Aplee. Br. 9. We pay deference to the district court’s findings based upon its

observation of the testimony as well as documentary evidence. Anderson, 470

U.S. at 574.

      Where interpretation of an ambiguous contract is aided by extrinsic

evidence, the resulting interpretation is factual and cannot be set aside unless

clearly erroneous. Morrison Knudsen Corp. v. Ground Improvement Techniques,

Inc., 532 F.3d 1063, 1069 n.3 (10th Cir. 2008); Valley Improvement Ass’n, Inc.

v. U. S. Fid. & Guar. Corp., 129 F.3d 1108, 1115 (10th Cir. 1997). A finding is

clearly erroneous when the reviewing court has a definite and firm conviction that

it is mistaken, even though there may be some evidence to support it. Anderson,

470 U.S. at 573. Where there are two permissible views of the evidence, a

finding adopting one of those views cannot be clearly erroneous. See id. at 574.

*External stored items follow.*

use crate::matcher::{Npc, NpcId};
use serde::{Deserialize, Serialize};

/// SlayerEvent is one notification from the game client.
///
/// Events arrive on the client thread in delivery order; the tracker consumes them
/// one at a time. Serialized as a tagged JSON object, e.g.
/// `{"type": "var_changed", "var": "task_size", "value": 12}`.
#[derive(Clone, Debug, PartialEq, Serialize, Deserialize)]
#[serde(tag = "type", rename_all = "snake_case")]
pub enum SlayerEvent {
    /// Session state transition (login, hop, logout)
    GameStateChanged {
        state: GameState,
        /// Local player name, when known
        #[serde(default, skip_serializing_if = "Option::is_none")]
        player: Option<String>,
    },

    /// Periodic server tick
    GameTick,

    /// A tracked player var changed
    VarChanged { var: TaskVar, value: i32 },

    NpcSpawned { npc: Npc },

    NpcDespawned { id: NpcId },

    /// Chat line received or sent
    ChatMessage {
        kind: ChatKind,
        #[serde(default)]
        sender: String,
        message: String,
    },

    /// Local player submitted chat input that is waiting on a command handler
    ChatInput { value: String },

    /// Developer `::command args...`
    CommandExecuted {
        command: String,
        #[serde(default)]
        args: Vec<String>,
    },
}

/// Session states the tracker distinguishes
#[derive(Clone, Copy, Debug, PartialEq, Eq, Serialize, Deserialize)]
#[serde(rename_all = "snake_case")]
pub enum GameState {
    LoginScreen,
    LoggingIn,
    LoggedIn,
    Hopping,
    ConnectionLost,
}

impl GameState {
    /// Transitions after which the next task vars describe a resumed session
    pub fn starts_session(self) -> bool {
        matches!(self, GameState::LoggingIn | GameState::Hopping)
    }
}

/// Player vars carrying task state
#[derive(Clone, Copy, Debug, PartialEq, Eq, Hash, Serialize, Deserialize)]
#[serde(rename_all = "snake_case")]
pub enum TaskVar {
    /// Remaining kill count
    TaskSize,
    /// Creature id of the task
    TaskCreature,
    /// Location id of the task, 0 for none
    TaskLocation,
    /// Boss id, meaningful when the creature id is the boss sentinel
    TaskBoss,
    Points,
    Streak,
}

impl TaskVar {
    /// Vars whose change requires the task to be reconciled
    pub fn affects_task(self) -> bool {
        matches!(
            self,
            TaskVar::TaskSize | TaskVar::TaskCreature | TaskVar::TaskLocation
        )
    }
}

/// Chat channel of a message
#[derive(Clone, Copy, Debug, PartialEq, Eq, Serialize, Deserialize)]
#[serde(rename_all = "snake_case")]
pub enum ChatKind {
    GameMessage,
    Spam,
    PublicChat,
    PrivateChat,
    PrivateChatOut,
    FriendsChat,
    ClanChat,
}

      Initially, the parties seemed to agree that the clearly erroneous standard

applies to the first three issues in this case because the court relied on extrinsic

evidence to interpret an ambiguous conveyance. Aplt. Br. 15-16; Aplee. Br. 9-10.

ANEC argues that the fourth issue, whether the conveyance should be construed

against the drafter, and presumably the predicate question of whether a

conveyance is ambiguous, is a legal issue. Aplee. Br. 10, 22-23.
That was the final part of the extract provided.